Thanks for sharing.  I'm not typically a skywatcher, but I think I will take some of these opportunities.

----------


## Suzanimal

Black Supermoon Will Be Visible Wednesday Night




> The new moon that will grace our skies on Wednesday evening (or Thursday morning, depending on where you are in the world) appears to have employed some advanced publicity agents: It has been dubbed both a black moon and a supermoon.
> 
> While it will no doubt be as beautiful as any new moon, and well worth checking out for that reason, it won't actually look very different from ordinary new moons.
> 
> Black moons, like blue moons, are not actually colored any differently than others of the same phase. The name refers either to the second new moon in a month or to the third in a season with four new moons. If you use astronomical, rather than meteorological seasons, the northern hemisphere's winter runs from the December solstice to the March equinox, and there will indeed be four new moons this winter. The first was on December 22, less than three hours after the North Pole was tilted furthest from the sun.
> 
> The origins of the term are obscure, but probably an imitation of blue moon, which in turn seems to be an adjustment of the obsolete “belewe.”
> 
> Supermoons are a more recent invention, possibly by people wanting to make money out of scaring the public with predictions of huge earthquakes. Nevertheless, the name has taken off as a reference to when a full or new moon occurs at the time when it's closest to Earth, making it appear larger. It's a bit more catchy than “perigee-syzygy of the Earth-Moon-Sun system,” which is the technical name.
> ...


http://www.iflscience.com/space/new-...lack-and-super

----------


## Acala

Saw an awesome meteor this morning by accident when taking out the garbage.  Major fireball!

----------


## Ronin Truth

Any sign of Nibiru?

----------


## Natural Citizen

> Saw an awesome meteor this morning by accident when taking out the garbage.  Major fireball!


Yeah? That's neat. I see them a lot too. Sometimes they're soooo close , though.

----------


## Acala

> Yeah? That's neat. I see them a lot too. Sometimes they're soooo close , though.

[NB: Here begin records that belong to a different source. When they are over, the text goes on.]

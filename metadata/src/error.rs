//! Metadata error types.

use beanval_descriptor::DescriptorError;
use beanval_groups::GroupError;
use beanval_types::TypeError;
use thiserror::Error;

/// Result type for metadata operations.
pub type MetaDataResult<T> = Result<T, MetaDataError>;

/// Definition errors found while reading or aggregating bean metadata.
#[derive(Debug, Error)]
pub enum MetaDataError {
    #[error("Unknown type: {name}")]
    UnknownType { name: String },

    #[error("Invalid constraint on {type_name}.{element}: {source}")]
    InvalidConstraint {
        type_name: String,
        element: String,
        #[source]
        source: DescriptorError,
    },

    #[error(transparent)]
    Group(#[from] GroupError),

    #[error(transparent)]
    Type(#[from] TypeError),

    #[error(
        "Incorrect method parameters, overriding: {method} declared on {declaring_type} \
         must not alter parameter constraints of the method it overrides on {overridden}"
    )]
    ParameterConstraintsAltered {
        method: String,
        declaring_type: String,
        overridden: String,
    },

    #[error(
        "Parallel implementation: parameter constraints of {method} must not be declared \
         when it is implemented from parallel types {}",
        types.join(", ")
    )]
    ParallelParameterConstraints { method: String, types: Vec<String> },

    #[error("Void method {method} on {declaring_type} must not be return value constrained")]
    VoidMethodConstrained {
        method: String,
        declaring_type: String,
    },

    #[error(
        "Return value of {method} on {declaring_type} is marked for cascaded validation \
         also on {overridden}"
    )]
    ReturnValueCascadedTwice {
        method: String,
        declaring_type: String,
        overridden: String,
    },

    #[error(
        "Group conversions must not be defined for the cascaded return value of {method} \
         implemented from parallel types {}",
        types.join(", ")
    )]
    ParallelGroupConversion { method: String, types: Vec<String> },

    #[error("Default group sequence of {type_name} is defined more than once")]
    MultipleDefaultSequences { type_name: String },

    #[error("{type_name} defines both a default group sequence and a sequence provider")]
    SequenceAndProvider { type_name: String },

    #[error("Default must not be part of the redefined default group sequence of {type_name}")]
    DefaultInSequence { type_name: String },

    #[error("{type_name} must be part of its redefined default group sequence")]
    BeanClassNotInSequence { type_name: String },

    #[error("Unknown group sequence provider '{key}' on {type_name}")]
    UnknownSequenceProvider { type_name: String, key: String },

    #[error("Group sequence provider of {type_name} failed: {reason}")]
    SequenceProviderFailed { type_name: String, reason: String },

    #[error("Group conversion on {type_name}.{element} requires cascaded validation")]
    ConversionWithoutCascade { type_name: String, element: String },

    #[error("Group {from} is converted more than once on {type_name}.{element}")]
    DuplicateConversion {
        type_name: String,
        element: String,
        from: String,
    },

    #[error("Group sequence {from} must not be the source of a group conversion on {type_name}.{element}")]
    ConversionFromSequence {
        type_name: String,
        element: String,
        from: String,
    },

    #[error("Bean {type_name} is mapped more than once")]
    BeanMappedTwice { type_name: String },

    #[error("Unknown member {member} mapped on {type_name}")]
    UnknownMember { type_name: String, member: String },

    #[error("Invalid mapping document: {message}")]
    InvalidMapping { message: String },
}

impl MetaDataError {
    pub fn unknown_type(name: impl Into<String>) -> Self {
        Self::UnknownType { name: name.into() }
    }

    pub fn invalid_constraint(
        type_name: impl Into<String>,
        element: impl Into<String>,
        source: DescriptorError,
    ) -> Self {
        Self::InvalidConstraint {
            type_name: type_name.into(),
            element: element.into(),
            source,
        }
    }

    pub fn parameter_constraints_altered(
        method: impl Into<String>,
        declaring_type: impl Into<String>,
        overridden: impl Into<String>,
    ) -> Self {
        Self::ParameterConstraintsAltered {
            method: method.into(),
            declaring_type: declaring_type.into(),
            overridden: overridden.into(),
        }
    }

    pub fn return_value_cascaded_twice(
        method: impl Into<String>,
        declaring_type: impl Into<String>,
        overridden: impl Into<String>,
    ) -> Self {
        Self::ReturnValueCascadedTwice {
            method: method.into(),
            declaring_type: declaring_type.into(),
            overridden: overridden.into(),
        }
    }

    pub fn conversion_without_cascade(type_name: impl Into<String>, element: impl Into<String>) -> Self {
        Self::ConversionWithoutCascade {
            type_name: type_name.into(),
            element: element.into(),
        }
    }

    pub fn unknown_member(type_name: impl Into<String>, member: impl Into<String>) -> Self {
        Self::UnknownMember {
            type_name: type_name.into(),
            member: member.into(),
        }
    }

    pub fn invalid_mapping(message: impl Into<String>) -> Self {
        Self::InvalidMapping {
            message: message.into(),
        }
    }
}

impl From<serde_json::Error> for MetaDataError {
    fn from(e: serde_json::Error) -> Self {
        Self::InvalidMapping {
            message: e.to_string(),
        }
    }
}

Someday there will be a direct hit with a BIG one.  Just a matter of time.  So live it up while you can.  Before you are blasted into space by the shock wave.

----------


## Suzanimal

> Saw an awesome meteor this morning by accident when taking out the garbage.  Major fireball!


Where are you? Could it have been this one?







> 500lb meteor spotted over Pennsylvania
> 
> Americans in New York, Ohio, Michigan and Pennsylvania reported seeing a fiery, 500-pound meteor soar through the sky this week before the space rock apparently broke up somewhere over the Keystone State, according to scientists.
> 
> NASA said on Tuesday this week that the meteor entered the Earth’s atmosphere in the sky above western Pennsylvania earlier that morning and was reportedly witnessed by spectators stretching for hundreds of miles across the United States from the Mid-Atlantic to the Midwest.
> 
> Three cameras maintained by the American space agency captured the meteor making its way over the US, including one at the Allegheny Observatory near Pittsburgh, PA that NASA says shows the space rock traveling roughly 60 miles above the Earth at a speed of 45,000 miles per hour.
> 
> “It flared brighter than the full moon before the cameras lost track of it at an altitude of 13 miles above the town of Kittanning” near Pittsburgh, NASA said in a statement on Tuesday.
> ...

----------


## Acala

> Where are you? Could it have been this one?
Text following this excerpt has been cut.